MATERIAL SUPPLIED:

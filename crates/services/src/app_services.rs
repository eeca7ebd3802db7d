use std::sync::Arc;

use quiz_core::QuizConfig;
use quiz_core::model::{QuestionBank, SessionState};

use crate::error::AppServicesError;
use crate::quiz::{QuizController, QuizPresenter, QuizView, Ticker};

/// Assembles what every quiz session shares: the question bank and config.
#[derive(Debug, Clone)]
pub struct AppServices {
    bank: Arc<QuestionBank>,
    config: QuizConfig,
}

impl AppServices {
    /// Build services backed by the bundled question bank.
    ///
    /// # Errors
    ///
    /// Returns `AppServicesError` if the bundled question bank fails to load.
    pub fn builtin(config: QuizConfig) -> Result<Self, AppServicesError> {
        let bank = QuestionBank::builtin()?;
        Ok(Self::new(bank, config))
    }

    #[must_use]
    pub fn new(bank: QuestionBank, config: QuizConfig) -> Self {
        Self {
            bank: Arc::new(bank),
            config,
        }
    }

    #[must_use]
    pub fn bank(&self) -> Arc<QuestionBank> {
        Arc::clone(&self.bank)
    }

    #[must_use]
    pub fn config(&self) -> QuizConfig {
        self.config
    }

    /// A controller for a new session. Call `start` on it to begin.
    #[must_use]
    pub fn controller<T, P>(&self, ticker: T, presenter: P) -> QuizController<T, P>
    where
        T: Ticker,
        P: QuizPresenter,
    {
        QuizController::new(self.bank(), self.config, ticker, presenter)
    }

    /// The view a freshly started controller renders first, available before
    /// any controller exists.
    #[must_use]
    pub fn initial_view(&self) -> QuizView {
        let state = SessionState::new(self.bank.len(), self.config.time_limit_secs());
        QuizView::render(&self.bank, &state, &self.config)
    }
}

#[cfg(test)]
mod tests {
    use super::*;
    use crate::quiz::{ManualTicker, RecordingPresenter};

    #[test]
    fn initial_view_matches_first_render() {
        let services = AppServices::builtin(QuizConfig::default()).unwrap();
        let mut controller = services.controller(ManualTicker::new(), RecordingPresenter::new());
        controller.start();

        assert_eq!(controller.presenter().last(), Some(&services.initial_view()));
        assert_eq!(services.initial_view().timer.label, "10:00");
    }
}
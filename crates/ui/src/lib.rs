pub mod app;
pub mod context;
pub mod views;
pub mod vm;

pub use app::App;
pub use context::{AppContext, UiApp, build_app_context};
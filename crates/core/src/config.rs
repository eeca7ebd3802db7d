use thiserror::Error;

use crate::time::{DEFAULT_LOW_TIME_THRESHOLD_SECS, DEFAULT_TIME_LIMIT_SECS};

#[derive(Debug, Error, Clone, PartialEq, Eq)]
#[non_exhaustive]
pub enum ConfigError {
    #[error("time limit must be at least one second")]
    ZeroTimeLimit,
}

/// Tunables for a quiz session.
#[derive(Debug, Clone, Copy, PartialEq, Eq)]
pub struct QuizConfig {
    time_limit_secs: u32,
    low_time_threshold_secs: u32,
}

impl QuizConfig {
    /// # Errors
    ///
    /// Returns `ConfigError::ZeroTimeLimit` if `time_limit_secs` is zero.
    pub fn new(time_limit_secs: u32, low_time_threshold_secs: u32) -> Result<Self, ConfigError> {
        if time_limit_secs == 0 {
            return Err(ConfigError::ZeroTimeLimit);
        }
        Ok(Self {
            time_limit_secs,
            low_time_threshold_secs,
        })
    }

    /// Same as the default config but with a different time budget.
    ///
    /// # Errors
    ///
    /// Returns `ConfigError::ZeroTimeLimit` if `time_limit_secs` is zero.
    pub fn with_time_limit(time_limit_secs: u32) -> Result<Self, ConfigError> {
        Self::new(time_limit_secs, DEFAULT_LOW_TIME_THRESHOLD_SECS)
    }

    #[must_use]
    pub fn time_limit_secs(&self) -> u32 {
        self.time_limit_secs
    }

    #[must_use]
    pub fn low_time_threshold_secs(&self) -> u32 {
        self.low_time_threshold_secs
    }
}

impl Default for QuizConfig {
    fn default() -> Self {
        Self {
            time_limit_secs: DEFAULT_TIME_LIMIT_SECS,
            low_time_threshold_secs: DEFAULT_LOW_TIME_THRESHOLD_SECS,
        }
    }
}
mod quiz_vm;

pub use quiz_vm::{QuizEvents, intent_for_key, option_label};
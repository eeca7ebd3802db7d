use serde::{Deserialize, Serialize};
use thiserror::Error;

//
// ─── ERRORS ───────────────────────────────────────────────────────────────────
//

#[derive(Debug, Error, Clone, PartialEq, Eq)]
#[non_exhaustive]
pub enum QuestionError {
    #[error("question text cannot be empty")]
    EmptyText,

    #[error("question needs at least 2 options, got {len}")]
    TooFewOptions { len: usize },

    #[error("option {index} is empty")]
    EmptyOption { index: usize },

    #[error("correct index {index} is out of range for {len} options")]
    CorrectIndexOutOfRange { index: usize, len: usize },
}

//
// ─── QUESTION ─────────────────────────────────────────────────────────────────
//

/// A single multiple-choice question with exactly one correct option.
///
/// Immutable once built; the only way in is `Question::new`, which enforces
/// the option count and the correct index bounds.
#[derive(Debug, Clone, PartialEq, Eq, Serialize, Deserialize)]
#[serde(try_from = "QuestionRecord")]
pub struct Question {
    text: String,
    options: Vec<String>,
    correct_index: usize,
}

impl Question {
    /// Builds a validated question.
    ///
    /// # Errors
    ///
    /// Returns `QuestionError` if the text or an option is blank, fewer than
    /// two options are given, or `correct_index` does not point at an option.
    pub fn new(
        text: impl Into<String>,
        options: Vec<String>,
        correct_index: usize,
    ) -> Result<Self, QuestionError> {
        let text = text.into().trim().to_owned();
        if text.is_empty() {
            return Err(QuestionError::EmptyText);
        }
        if options.len() < 2 {
            return Err(QuestionError::TooFewOptions { len: options.len() });
        }
        if let Some(index) = options.iter().position(|option| option.trim().is_empty()) {
            return Err(QuestionError::EmptyOption { index });
        }
        if correct_index >= options.len() {
            return Err(QuestionError::CorrectIndexOutOfRange {
                index: correct_index,
                len: options.len(),
            });
        }

        Ok(Self {
            text,
            options,
            correct_index,
        })
    }

    #[must_use]
    pub fn text(&self) -> &str {
        &self.text
    }

    #[must_use]
    pub fn options(&self) -> &[String] {
        &self.options
    }

    #[must_use]
    pub fn option_count(&self) -> usize {
        self.options.len()
    }

    #[must_use]
    pub fn correct_index(&self) -> usize {
        self.correct_index
    }

    /// Returns true if `option_index` names one of this question's options.
    #[must_use]
    pub fn has_option(&self, option_index: usize) -> bool {
        option_index < self.options.len()
    }

    #[must_use]
    pub fn is_correct(&self, option_index: usize) -> bool {
        option_index == self.correct_index
    }
}

/// Wire shape of a question in the bundled question bank.
#[derive(Debug, Clone, Deserialize)]
pub(crate) struct QuestionRecord {
    pub(crate) text: String,
    pub(crate) options: Vec<String>,
    pub(crate) correct_index: usize,
}

impl TryFrom<QuestionRecord> for Question {
    type Error = QuestionError;

    fn try_from(record: QuestionRecord) -> Result<Self, Self::Error> {
        Question::new(record.text, record.options, record.correct_index)
    }
}

//
// ─── TESTS ─────────────────────────────────────────────────────────────────────
//

#[cfg(test)]
mod tests {
    use super::*;

    fn options(items: &[&str]) -> Vec<String> {
        items.iter().map(|s| (*s).to_string()).collect()
    }

    #[test]
    fn question_trims_text() {
        let q = Question::new("  What?  ", options(&["a", "b"]), 1).unwrap();
        assert_eq!(q.text(), "What?");
        assert_eq!(q.option_count(), 2);
        assert!(q.is_correct(1));
        assert!(!q.is_correct(0));
    }

    #[test]
    fn question_rejects_blank_text() {
        let err = Question::new("   ", options(&["a", "b"]), 0).unwrap_err();
        assert_eq!(err, QuestionError::EmptyText);
    }

    #[test]
    fn question_rejects_single_option() {
        let err = Question::new("Q", options(&["only"]), 0).unwrap_err();
        assert_eq!(err, QuestionError::TooFewOptions { len: 1 });
    }

    #[test]
    fn question_rejects_blank_option() {
        let err = Question::new("Q", options(&["a", " ", "c"]), 0).unwrap_err();
        assert_eq!(err, QuestionError::EmptyOption { index: 1 });
    }

    #[test]
    fn question_rejects_correct_index_past_options() {
        let err = Question::new("Q", options(&["a", "b"]), 2).unwrap_err();
        assert_eq!(err, QuestionError::CorrectIndexOutOfRange { index: 2, len: 2 });
    }

    #[test]
    fn question_deserialize_runs_validation() {
        let json = r#"{"text":"Q","options":["a","b"],"correct_index":5}"#;
        assert!(serde_json::from_str::<Question>(json).is_err());

        let json = r#"{"text":"Q","options":["a","b"],"correct_index":1}"#;
        let q: Question = serde_json::from_str(json).unwrap();
        assert_eq!(q.correct_index(), 1);
        assert!(q.has_option(1));
        assert!(!q.has_option(2));
    }
}
use dioxus::prelude::*;
use services::QuizEvent;
use services::quiz::ResultView;

use crate::vm::QuizEvents;

#[component]
pub fn ResultsPanel(result: ResultView, total: usize, events: QuizEvents) -> Element {
    let score_label = result.score_label.clone();
    let message = result.message;
    let details = result.details.clone();
    let unanswered = result.unanswered;
    let time_spent = result.time_spent_label.clone();

    rsx! {
        div { class: "results-container", id: "results-container",
            h2 { class: "results-title", "Результаты теста" }
            div { class: "final-score", id: "final-score", "{score_label}" }
            p { class: "score-text", id: "score-text", "{message}" }
            p { class: "result-details", id: "result-details", "{details}" }
            if unanswered > 0 {
                p { class: "result-note", "Без ответа осталось {unanswered} из {total}" }
            }
            p { class: "result-note", "Затраченное время: {time_spent}" }
            button {
                class: "btn btn-primary",
                id: "restart-btn",
                r#type: "button",
                onclick: move |_| events.send(QuizEvent::Restart),
                "Пройти тест заново"
            }
        }
    }
}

ASSIGNMENT:
Note which lines carry the word "type" in the material, then copy each of them.

WORKED SOLUTION:
    type Error = QuestionError;
                r#type: "button",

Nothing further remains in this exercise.